Essentially this method involves an approximation step (that is based on "10x -x" but with an easier subtraction) followed by a correction step (that is based on the modulo 9 technique of "casting out nines").
Lets looks in detail at how your method works and why it might be easier for some people.
- The first step is to factor out the "10" from the "10x-x" method to give a numerically smaller subtraction. 9x = 10x - x = 10(x - x/10). This is exact but it requires subtracting a decimal, "x/10", and so holds no advantage.
- Replacing "x/10" with the approximation \lceil x/10 \rceil (ceiling function) gives the required simplification to the subtraction but results in an approximate answer, having a maximum error of 9.
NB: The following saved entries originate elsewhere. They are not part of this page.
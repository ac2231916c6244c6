//! Brown-Conrady lens distortion model.
//!
//! Coefficients follow the conventional order
//! `[k1, k2, p1, p2, k3, k4, k5, k6]`: radial numerator terms k1..k3,
//! tangential p1/p2, rational denominator terms k4..k6. The calibration
//! solve in this crate only ever estimates the radial numerator, but the
//! full vector is applied so that externally produced calibrations load
//! unchanged.

use nalgebra::{Matrix3, Point2, Vector2};

const UNDISTORT_ITERS: usize = 8;

#[derive(Clone, Copy, Debug, PartialEq)]
pub struct DistortionCoeffs(pub [f64; 8]);

impl DistortionCoeffs {
    pub fn zero() -> Self {
        Self([0.0; 8])
    }

    pub fn radial(k1: f64, k2: f64, k3: f64) -> Self {
        Self([k1, k2, 0.0, 0.0, k3, 0.0, 0.0, 0.0])
    }

    /// Accepts the truncated vectors (4, 5, 8, 12, 14 entries) other tools
    /// write; missing trailing terms are zero.
    pub fn from_slice(coeffs: &[f64]) -> Self {
        let mut out = [0.0; 8];
        for (dst, src) in out.iter_mut().zip(coeffs) {
            *dst = *src;
        }
        Self(out)
    }

    pub fn as_slice(&self) -> &[f64] {
        &self.0
    }

    pub fn is_finite(&self) -> bool {
        self.0.iter().all(|c| c.is_finite())
    }

    #[inline]
    fn factors(&self, p: Vector2<f64>) -> (f64, Vector2<f64>) {
        let [k1, k2, p1, p2, k3, k4, k5, k6] = self.0;
        let (x, y) = (p.x, p.y);
        let r2 = x * x + y * y;
        let r4 = r2 * r2;
        let r6 = r4 * r2;
        let radial = (1.0 + k1 * r2 + k2 * r4 + k3 * r6) / (1.0 + k4 * r2 + k5 * r4 + k6 * r6);
        let tangential = Vector2::new(
            2.0 * p1 * x * y + p2 * (r2 + 2.0 * x * x),
            p1 * (r2 + 2.0 * y * y) + 2.0 * p2 * x * y,
        );
        (radial, tangential)
    }

    /// Forward model on a normalized image-plane point.
    pub fn distort(&self, undistorted: Vector2<f64>) -> Vector2<f64> {
        let (radial, tangential) = self.factors(undistorted);
        undistorted * radial + tangential
    }

    /// Inverse of the forward model, by fixed-point iteration on the
    /// normalized plane (the distortion is a small perturbation there).
    pub fn undistort(&self, distorted: Vector2<f64>) -> Vector2<f64> {
        let mut p = distorted;
        for _ in 0..UNDISTORT_ITERS {
            let (radial, tangential) = self.factors(p);
            if radial.abs() < 1e-12 {
                break;
            }
            p = (distorted - tangential) / radial;
        }
        p
    }
}

/// Pixel -> normalized image plane through the camera matrix.
#[inline]
pub(crate) fn normalize_pixel(camera: &Matrix3<f64>, p: Point2<f64>) -> Vector2<f64> {
    let fx = camera[(0, 0)];
    let fy = camera[(1, 1)];
    let cx = camera[(0, 2)];
    let cy = camera[(1, 2)];
    Vector2::new((p.x - cx) / fx, (p.y - cy) / fy)
}

/// Normalized image plane -> pixel through the camera matrix.
#[inline]
pub(crate) fn pixel_from_normalized(camera: &Matrix3<f64>, n: Vector2<f64>) -> Point2<f64> {
    let fx = camera[(0, 0)];
    let fy = camera[(1, 1)];
    let cx = camera[(0, 2)];
    let cy = camera[(1, 2)];
    Point2::new(n.x * fx + cx, n.y * fy + cy)
}

#[cfg(test)]
mod tests {
    use super::*;
    use approx::assert_relative_eq;

    #[test]
    fn zero_coefficients_are_the_identity() {
        let dist = DistortionCoeffs::zero();
        let p = Vector2::new(0.3, -0.2);
        assert_eq!(dist.distort(p), p);
        assert_eq!(dist.undistort(p), p);
    }

    #[test]
    fn undistort_inverts_distort() {
        let dist = DistortionCoeffs::radial(-0.28, 0.07, 0.0);
        for p in [
            Vector2::new(0.0, 0.0),
            Vector2::new(0.25, 0.1),
            Vector2::new(-0.4, 0.3),
            Vector2::new(0.1, -0.45),
        ] {
            let d = dist.distort(p);
            let u = dist.undistort(d);
            assert_relative_eq!(u.x, p.x, epsilon = 1e-6);
            assert_relative_eq!(u.y, p.y, epsilon = 1e-6);
        }
    }

    #[test]
    fn tangential_terms_participate() {
        let dist = DistortionCoeffs([0.0, 0.0, 0.01, -0.005, 0.0, 0.0, 0.0, 0.0]);
        let p = Vector2::new(0.2, 0.15);
        let d = dist.distort(p);
        assert!((d - p).norm() > 1e-4);
        let u = dist.undistort(d);
        assert_relative_eq!(u.x, p.x, epsilon = 1e-6);
        assert_relative_eq!(u.y, p.y, epsilon = 1e-6);
    }

    #[test]
    fn from_slice_pads_with_zeros() {
        let dist = DistortionCoeffs::from_slice(&[-0.1, 0.02]);
        assert_eq!(dist.0, [-0.1, 0.02, 0.0, 0.0, 0.0, 0.0, 0.0, 0.0]);
    }

    #[test]
    fn pixel_round_trip_through_camera_matrix() {
        let camera = Matrix3::new(800.0, 0.0, 320.0, 0.0, 800.0, 240.0, 0.0, 0.0, 1.0);
        let p = Point2::new(123.5, 456.25);
        let back = pixel_from_normalized(&camera, normalize_pixel(&camera, p));
        assert_relative_eq!(back.x, p.x, epsilon = 1e-9);
        assert_relative_eq!(back.y, p.y, epsilon = 1e-9);
    }
}
//! JSON persistence for lens calibrations.

use serde::{Deserialize, Serialize};
use std::fs;
use std::path::Path;

#[derive(thiserror::Error, Debug)]
pub enum LensIoError {
    #[error(transparent)]
    Io(#[from] std::io::Error),
    #[error(transparent)]
    Json(#[from] serde_json::Error),
    #[error("cannot store an uncalibrated lens model")]
    NotCalibrated,
    #[error("malformed lens calibration: {0}")]
    Malformed(&'static str),
}

/// On-disk document for one lens calibration. Maps are not persisted;
/// they are derived state and are rebuilt after every load.
#[derive(Debug, Clone, Serialize, Deserialize)]
pub struct LensCalibrationFile {
    pub frame_count: u32,
    pub image_width: u32,
    pub image_height: u32,
    pub camera_matrix: [[f64; 3]; 3],
    pub optimal_camera_matrix: [[f64; 3]; 3],
    pub distortion_coefficients: Vec<f64>,
}

impl LensCalibrationFile {
    /// Load a JSON calibration from disk.
    pub fn load_json(path: impl AsRef<Path>) -> Result<Self, LensIoError> {
        let raw = fs::read_to_string(path)?;
        Ok(serde_json::from_str(&raw)?)
    }

    /// Write this calibration to disk as pretty JSON.
    pub fn write_json(&self, path: impl AsRef<Path>) -> Result<(), LensIoError> {
        let json = serde_json::to_string_pretty(self)?;
        fs::write(path, json)?;
        Ok(())
    }
}

pub(crate) fn matrix_rows(m: &nalgebra::Matrix3<f64>) -> [[f64; 3]; 3] {
    [
        [m[(0, 0)], m[(0, 1)], m[(0, 2)]],
        [m[(1, 0)], m[(1, 1)], m[(1, 2)]],
        [m[(2, 0)], m[(2, 1)], m[(2, 2)]],
    ]
}

pub(crate) fn matrix_from_rows(rows: &[[f64; 3]; 3]) -> nalgebra::Matrix3<f64> {
    nalgebra::Matrix3::from_row_slice(&[
        rows[0][0], rows[0][1], rows[0][2], rows[1][0], rows[1][1], rows[1][2], rows[2][0],
        rows[2][1], rows[2][2],
    ])
}
//! Chessboard pattern detection and grid ordering.
//!
//! Corners come from the ChESS detector (`chess-corners`), which already
//! reports sub-pixel positions. Ordering the unordered corner cloud into a
//! row-major grid is done geometrically: the cloud's extreme corners anchor
//! a homography from grid indices to the image, and every grid node must
//! then snap to a distinct detected corner. All four board orientations are
//! tried. Frames where the full grid cannot be assembled are reported as
//! not-detected; the calibration loop treats that as a skip, not an error.

use chess_corners::{find_chess_corners_image, ChessConfig, ThresholdMode};
use nalgebra::Point2;
use planimetry_core::{homography_from_quad, Homography, Quad};
use serde::{Deserialize, Serialize};

/// Inner-corner layout and physical square size of the calibration board.
#[derive(Clone, Copy, Debug, PartialEq, Serialize, Deserialize)]
pub struct BoardSpec {
    /// Inner corners per row.
    pub cols: usize,
    /// Inner corners per column.
    pub rows: usize,
    /// Side length of one board square, in the tool's real-world unit.
    pub square_size: f64,
}

impl Default for BoardSpec {
    /// The measurement tool's historical board: 15x8 inner corners,
    /// 18-unit squares.
    fn default() -> Self {
        Self {
            cols: 15,
            rows: 8,
            square_size: 18.0,
        }
    }
}

impl BoardSpec {
    pub fn corner_count(&self) -> usize {
        self.rows * self.cols
    }

    /// Board-plane coordinates of every inner corner, row-major, in real
    /// units.
    pub fn object_points(&self) -> Vec<Point2<f64>> {
        let mut points = Vec::with_capacity(self.corner_count());
        for i in 0..self.rows {
            for j in 0..self.cols {
                points.push(Point2::new(
                    j as f64 * self.square_size,
                    i as f64 * self.square_size,
                ));
            }
        }
        points
    }
}

fn default_chess_config() -> ChessConfig {
    let mut cfg = ChessConfig::single_scale();
    cfg.threshold_mode = ThresholdMode::Relative;
    cfg.threshold_value = 0.2;
    cfg.nms_radius = 2;
    cfg
}

/// Detect the full inner-corner grid in one frame.
///
/// Returns row-major sub-pixel corner positions, or `None` when the
/// pattern is not visible in full.
pub fn detect_board(frame: &image::GrayImage, board: &BoardSpec) -> Option<Vec<Point2<f64>>> {
    let descriptors = find_chess_corners_image(frame, &default_chess_config()).ok()?;
    if descriptors.len() < board.corner_count() {
        return None;
    }

    let cloud: Vec<Point2<f64>> = descriptors
        .iter()
        .map(|c| Point2::new(c.x as f64, c.y as f64))
        .collect();

    order_into_grid(&cloud, board.rows, board.cols)
}

/// Order an unordered corner cloud into a `rows` x `cols` row-major grid.
///
/// Requires at least `rows * cols` corners; extra corners (scene texture)
/// are tolerated as long as every grid node snaps to a distinct detection.
pub fn order_into_grid(
    cloud: &[Point2<f64>],
    rows: usize,
    cols: usize,
) -> Option<Vec<Point2<f64>>> {
    if rows < 2 || cols < 2 || cloud.len() < rows * cols {
        return None;
    }

    let tl = extreme(cloud, |p| p.x + p.y, false);
    let br = extreme(cloud, |p| p.x + p.y, true);
    let tr = extreme(cloud, |p| p.x - p.y, true);
    let bl = extreme(cloud, |p| p.x - p.y, false);

    let grid_corners = Quad::new(
        Point2::new(0.0, 0.0),
        Point2::new(cols as f64 - 1.0, 0.0),
        Point2::new(0.0, rows as f64 - 1.0),
        Point2::new(cols as f64 - 1.0, rows as f64 - 1.0),
    );

    // The four ways the board can sit in the frame: upright, then rotated
    // by 90/180/270 degrees.
    let anchors = [
        Quad::new(tl, tr, bl, br),
        Quad::new(tr, br, tl, bl),
        Quad::new(br, bl, tr, tl),
        Quad::new(bl, tl, br, tr),
    ];

    for anchor in &anchors {
        let Some(h) = homography_from_quad(&grid_corners, anchor) else {
            continue;
        };
        if let Some(grid) = snap_grid(cloud, rows, cols, &h) {
            return Some(grid);
        }
    }

    None
}

fn extreme(cloud: &[Point2<f64>], key: impl Fn(&Point2<f64>) -> f64, max: bool) -> Point2<f64> {
    let mut best = cloud[0];
    let mut best_key = key(&best);
    for p in &cloud[1..] {
        let k = key(p);
        if (max && k > best_key) || (!max && k < best_key) {
            best = *p;
            best_key = k;
        }
    }
    best
}

// Every grid node must land within a fraction of its local spacing of a
// distinct detected corner.
const SNAP_TOLERANCE: f64 = 0.35;

fn snap_grid(
    cloud: &[Point2<f64>],
    rows: usize,
    cols: usize,
    h: &Homography,
) -> Option<Vec<Point2<f64>>> {
    let mut used = vec![false; cloud.len()];
    let mut grid = Vec::with_capacity(rows * cols);

    for i in 0..rows {
        for j in 0..cols {
            let predicted = h.apply(Point2::new(j as f64, i as f64))?;
            let neighbor_j = if j + 1 < cols { j + 1 } else { j - 1 };
            let neighbor = h.apply(Point2::new(neighbor_j as f64, i as f64))?;
            let tolerance = SNAP_TOLERANCE * (neighbor - predicted).norm();

            let (index, distance) = nearest_unused(cloud, &used, predicted)?;
            if distance > tolerance {
                return None;
            }
            used[index] = true;
            grid.push(cloud[index]);
        }
    }

    Some(grid)
}

fn nearest_unused(
    cloud: &[Point2<f64>],
    used: &[bool],
    target: Point2<f64>,
) -> Option<(usize, f64)> {
    let mut best: Option<(usize, f64)> = None;
    for (index, p) in cloud.iter().enumerate() {
        if used[index] {
            continue;
        }
        let d = (p - target).norm();
        if best.is_none_or(|(_, bd)| d < bd) {
            best = Some((index, d));
        }
    }
    best
}

#[cfg(test)]
mod tests {
    use super::*;
    use approx::assert_relative_eq;
    use nalgebra::Matrix3;

    fn perspective_grid(rows: usize, cols: usize) -> Vec<Point2<f64>> {
        // A mildly oblique view of a unit grid, scaled into pixels.
        let h = Homography::new(Matrix3::new(
            40.0, 2.0, 100.0, //
            -1.5, 38.0, 80.0, //
            1e-4, 5e-5, 1.0,
        ));
        let mut out = Vec::new();
        for i in 0..rows {
            for j in 0..cols {
                out.push(
                    h.apply(Point2::new(j as f64, i as f64))
                        .expect("finite grid"),
                );
            }
        }
        out
    }

    fn scrambled(points: &[Point2<f64>]) -> Vec<Point2<f64>> {
        // Deterministic shuffle: interleave from both ends.
        let mut out = Vec::with_capacity(points.len());
        let (mut lo, mut hi) = (0, points.len() - 1);
        while lo < hi {
            out.push(points[hi]);
            out.push(points[lo]);
            lo += 1;
            hi -= 1;
        }
        if lo == hi {
            out.push(points[lo]);
        }
        out
    }

    #[test]
    fn recovers_row_major_order_from_scrambled_cloud() {
        let expected = perspective_grid(5, 7);
        let cloud = scrambled(&expected);

        let grid = order_into_grid(&cloud, 5, 7).expect("ordered grid");
        assert_eq!(grid.len(), expected.len());
        for (got, want) in grid.iter().zip(&expected) {
            assert_relative_eq!(got.x, want.x, epsilon = 1e-6);
            assert_relative_eq!(got.y, want.y, epsilon = 1e-6);
        }
    }

    #[test]
    fn too_few_corners_fail() {
        let cloud = perspective_grid(5, 7);
        assert!(order_into_grid(&cloud[..30], 5, 7).is_none());
        assert!(order_into_grid(&cloud, 1, 7).is_none());
    }

    #[test]
    fn object_points_are_row_major_in_square_units() {
        let board = BoardSpec {
            cols: 3,
            rows: 2,
            square_size: 18.0,
        };
        let pts = board.object_points();
        assert_eq!(pts.len(), 6);
        assert_eq!(pts[0], Point2::new(0.0, 0.0));
        assert_eq!(pts[2], Point2::new(36.0, 0.0));
        assert_eq!(pts[3], Point2::new(0.0, 18.0));
    }
}
use crate::Quad;
use nalgebra::{DMatrix, Matrix3, Point2, SMatrix, SVector, Vector3};

/// A 3x3 projective transform between two planes.
#[derive(Clone, Copy, Debug, PartialEq)]
pub struct Homography {
    pub h: Matrix3<f64>,
}

impl Homography {
    pub fn new(h: Matrix3<f64>) -> Self {
        Self { h }
    }

    pub fn identity() -> Self {
        Self::new(Matrix3::identity())
    }

    pub fn from_array(rows: [[f64; 3]; 3]) -> Self {
        Self::new(Matrix3::from_row_slice(&[
            rows[0][0], rows[0][1], rows[0][2], rows[1][0], rows[1][1], rows[1][2], rows[2][0],
            rows[2][1], rows[2][2],
        ]))
    }

    pub fn to_array(&self) -> [[f64; 3]; 3] {
        [
            [self.h[(0, 0)], self.h[(0, 1)], self.h[(0, 2)]],
            [self.h[(1, 0)], self.h[(1, 1)], self.h[(1, 2)]],
            [self.h[(2, 0)], self.h[(2, 1)], self.h[(2, 2)]],
        ]
    }

    /// Apply the transform with its perspective divide.
    ///
    /// `None` when the point maps to the line at infinity.
    #[inline]
    pub fn apply(&self, p: Point2<f64>) -> Option<Point2<f64>> {
        let v = self.h * Vector3::new(p.x, p.y, 1.0);
        let w = v[2];
        if w.abs() < 1e-12 {
            return None;
        }
        Some(Point2::new(v[0] / w, v[1] / w))
    }

    pub fn inverse(&self) -> Option<Self> {
        self.h.try_inverse().map(Self::new)
    }
}

fn hartley_normalization(cx: f64, cy: f64, mean_dist: f64) -> Matrix3<f64> {
    let s = if mean_dist > 1e-12 {
        (2.0_f64).sqrt() / mean_dist
    } else {
        1.0
    };

    Matrix3::new(s, 0.0, -s * cx, 0.0, s, -s * cy, 0.0, 0.0, 1.0)
}

// Hartley normalization: translate to centroid, scale so mean distance = sqrt(2)
fn normalize_points(pts: &[Point2<f64>]) -> (Vec<Point2<f64>>, Matrix3<f64>) {
    let n = pts.len() as f64;
    let mut cx = 0.0;
    let mut cy = 0.0;
    for p in pts {
        cx += p.x;
        cy += p.y;
    }
    cx /= n;
    cy /= n;

    let mut mean_dist = 0.0;
    for p in pts {
        let dx = p.x - cx;
        let dy = p.y - cy;
        mean_dist += (dx * dx + dy * dy).sqrt();
    }
    mean_dist /= n;

    let t = hartley_normalization(cx, cy, mean_dist);

    let out = pts
        .iter()
        .map(|p| {
            let v = t * Vector3::new(p.x, p.y, 1.0);
            Point2::new(v[0], v[1])
        })
        .collect();
    (out, t)
}

fn normalize_homography(h: Matrix3<f64>) -> Option<Matrix3<f64>> {
    let s = h[(2, 2)];
    if s.abs() < 1e-12 {
        return None;
    }
    Some(h / s)
}

fn denormalize_homography(
    hn: Matrix3<f64>,
    t_src: Matrix3<f64>,
    t_dst: Matrix3<f64>,
) -> Option<Matrix3<f64>> {
    let t_dst_inv = t_dst.try_inverse()?;
    Some(t_dst_inv * hn * t_src)
}

/// Compute H such that: dst ~ H * src, from the four corner correspondences
/// of a quad pair.
pub fn homography_from_quad(src: &Quad, dst: &Quad) -> Option<Homography> {
    // Unknowns: [h11 h12 h13 h21 h22 h23 h31 h32], with h33 = 1
    // For each correspondence (x,y)->(u,v):
    // h11 x + h12 y + h13 - u h31 x - u h32 y = u
    // h21 x + h22 y + h23 - v h31 x - v h32 y = v
    let (src_n, t_src) = normalize_points(&src.points);
    let (dst_n, t_dst) = normalize_points(&dst.points);

    let mut a = SMatrix::<f64, 8, 8>::zeros();
    let mut b = SVector::<f64, 8>::zeros();

    for k in 0..4 {
        let x = src_n[k].x;
        let y = src_n[k].y;
        let u = dst_n[k].x;
        let v = dst_n[k].y;

        // row 2k
        let r0 = 2 * k;
        a[(r0, 0)] = x;
        a[(r0, 1)] = y;
        a[(r0, 2)] = 1.0;
        a[(r0, 6)] = -u * x;
        a[(r0, 7)] = -u * y;
        b[r0] = u;

        // row 2k+1
        let r1 = 2 * k + 1;
        a[(r1, 3)] = x;
        a[(r1, 4)] = y;
        a[(r1, 5)] = 1.0;
        a[(r1, 6)] = -v * x;
        a[(r1, 7)] = -v * y;
        b[r1] = v;
    }

    let x = a.lu().solve(&b)?;

    let hn = Matrix3::new(
        x[0], x[1], x[2], //
        x[3], x[4], x[5], //
        x[6], x[7], 1.0,
    );

    let h = denormalize_homography(hn, t_src, t_dst)?;
    let h = normalize_homography(h)?;

    Some(Homography::new(h))
}

/// Estimate H such that: dst ~ H * src, for N >= 4 correspondences.
///
/// Exact solve at N = 4, least-squares DLT above that. `None` on length
/// mismatch, too few points, or a degenerate configuration.
pub fn estimate_homography(src: &[Point2<f64>], dst: &[Point2<f64>]) -> Option<Homography> {
    if src.len() != dst.len() || src.len() < 4 {
        return None;
    }

    if src.len() == 4 {
        let s = Quad::from_slice(src)?;
        let d = Quad::from_slice(dst)?;
        return homography_from_quad(&s, &d);
    }

    let (s, ts) = normalize_points(src);
    let (d, td) = normalize_points(dst);

    // Build A (2N x 9)
    let n = src.len();
    let mut a = DMatrix::<f64>::zeros(2 * n, 9);

    for k in 0..n {
        let x = s[k].x;
        let y = s[k].y;
        let u = d[k].x;
        let v = d[k].y;

        // [ -x -y -1   0  0  0   u*x u*y u ]
        a[(2 * k, 0)] = -x;
        a[(2 * k, 1)] = -y;
        a[(2 * k, 2)] = -1.0;
        a[(2 * k, 6)] = u * x;
        a[(2 * k, 7)] = u * y;
        a[(2 * k, 8)] = u;

        // [ 0  0  0  -x -y -1   v*x v*y v ]
        a[(2 * k + 1, 3)] = -x;
        a[(2 * k + 1, 4)] = -y;
        a[(2 * k + 1, 5)] = -1.0;
        a[(2 * k + 1, 6)] = v * x;
        a[(2 * k + 1, 7)] = v * y;
        a[(2 * k + 1, 8)] = v;
    }

    // Solve Ah = 0 -> h is the right singular vector with the smallest
    // singular value.
    let svd = a.svd(true, true);
    let vt = svd.v_t?;
    let last = vt.nrows().checked_sub(1)?;
    let h = vt.row(last); // last row of V^T = last column of V

    let hn = Matrix3::from_row_slice(&[h[0], h[1], h[2], h[3], h[4], h[5], h[6], h[7], h[8]]);

    let h = denormalize_homography(hn, ts, td)?;
    let h = normalize_homography(h)?;

    Some(Homography::new(h))
}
- Finally the correction step uses the fact that the approx answer is always "under" by 0..9 to allow a correction by the "digit sum" modulo 9 method. See
http://en.wikipedia.org/wiki/Casting_out_nines
The only problem (as pointed out with MDR123's example above) is that the error is 0..9 and 0 and 9 are congruent modulo 9. In my opinion easiest way to get around this is just to stipulate that :
if any rounding up is performed by the ceiling function then the correction step must also add a strictly positive "modulo 9 correction". For example, in the "101*9" case given above we would not be able to stop at the preliminary "900" answer just because it's modulo 9 correct. Since \lceil 101/10 \rceil
did require a finite upward rounding then the preliminary answer of 900 must be corrected upward to the next modulo 9 consistent value of 909.